NIO this month unveiled its first production car, the ES8.

NIO, cars, electric cars

Photo credit: NIO

Starting at US$68,000, the electric SUV is a bold challenge to the luxo-barges so popular with China’s middle-class, such as the Audi Q7 and Mercedes-Benz GLC. It’ll also go up against the Model X, although Tesla’s hyperspeed minivan costs twice as much. Now up for pre-order, the ES8 arrives sometime in the first half of 2018.

Chinese tech giants Tencent and Baidu are among NIO’s backers.

3rd: Daikuan

  • US$2 billion
  • Finance

Here’s another unfamiliar name.
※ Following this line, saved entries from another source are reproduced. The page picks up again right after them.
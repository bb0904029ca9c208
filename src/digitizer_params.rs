use crate::dig2::Digitizer;
use log::info;

/// Board-level parameters logged when a module connects.
const IDENTITY_PARAMS: &[&str] = &[
    "ModelName",
    "SerialNum",
    "FwType",
    "CupVer",
    "FPGA_FwVer",
    "NumCh",
    "ADC_Nbit",
    "ADC_SamplRate",
];

/// Log what is on the other end of a fresh connection.
///
/// Parameters the firmware does not expose are skipped.
pub fn log_identity(module: &str, source_id: u32, dev: &dyn Digitizer) {
    let mut param_log = String::new();
    for &param in IDENTITY_PARAMS {
        let path = format!("/par/{}", param);
        if let Ok(value) = dev.getvalue(&path) {
            param_log.push_str(&format!("\n  {}: {}", param, value.trim()));
        }
    }
    info!(
        "Module {} (source id {}) connected:{}",
        module, source_id, param_log
    );
}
Daikuan is part of China’s huge boom in online financial services – aka “fintech” – that includes an array of loans startups where ordinary people can earn interest from offering up their cash to borrowers.

Daikuan is different from most fintech startups in that it focuses only on loans for buyers of secondhand cars.

2nd: Meituan-Dianping

  • US$4 billion
  • Local services

This giant startup combines two sites – Meituan and Dianping – and does listings, deals, and deliveries, putting it on a collision course with Alibaba’s Koubei and Alibaba-backed Ele.me.

To make that rivalry even edgier, Tencent – Alibaba’s nemesis – is a major backer.

1st: Didi Chuxing

  • US$5.5 billion
  • Transportation

Even after getting money from Apple and forcing Uber to wave the white flag in 2016, Didi still managed to raise eyebrows this year with its US$5.5 billion in April – which at the time was the second biggest investment into a tech firm.

Apple's Tim Cook with Didi's Jean Liu, pictured in Beijing shortly after Apple's investment was announced. Photo credit: Tim Cook on Twitter.

Apple’s Tim Cook with Didi’s Jean Liu. Photo credit: Tim Cook’s Twitter

Didi repeatedly promised global expansion throughout the year, but that didn’t happen. Nonetheless, with the ride-hailing app said to be prepping a move into Brazil, 2018 could be the year that Didi steps onto the world stage to challenge Uber once again.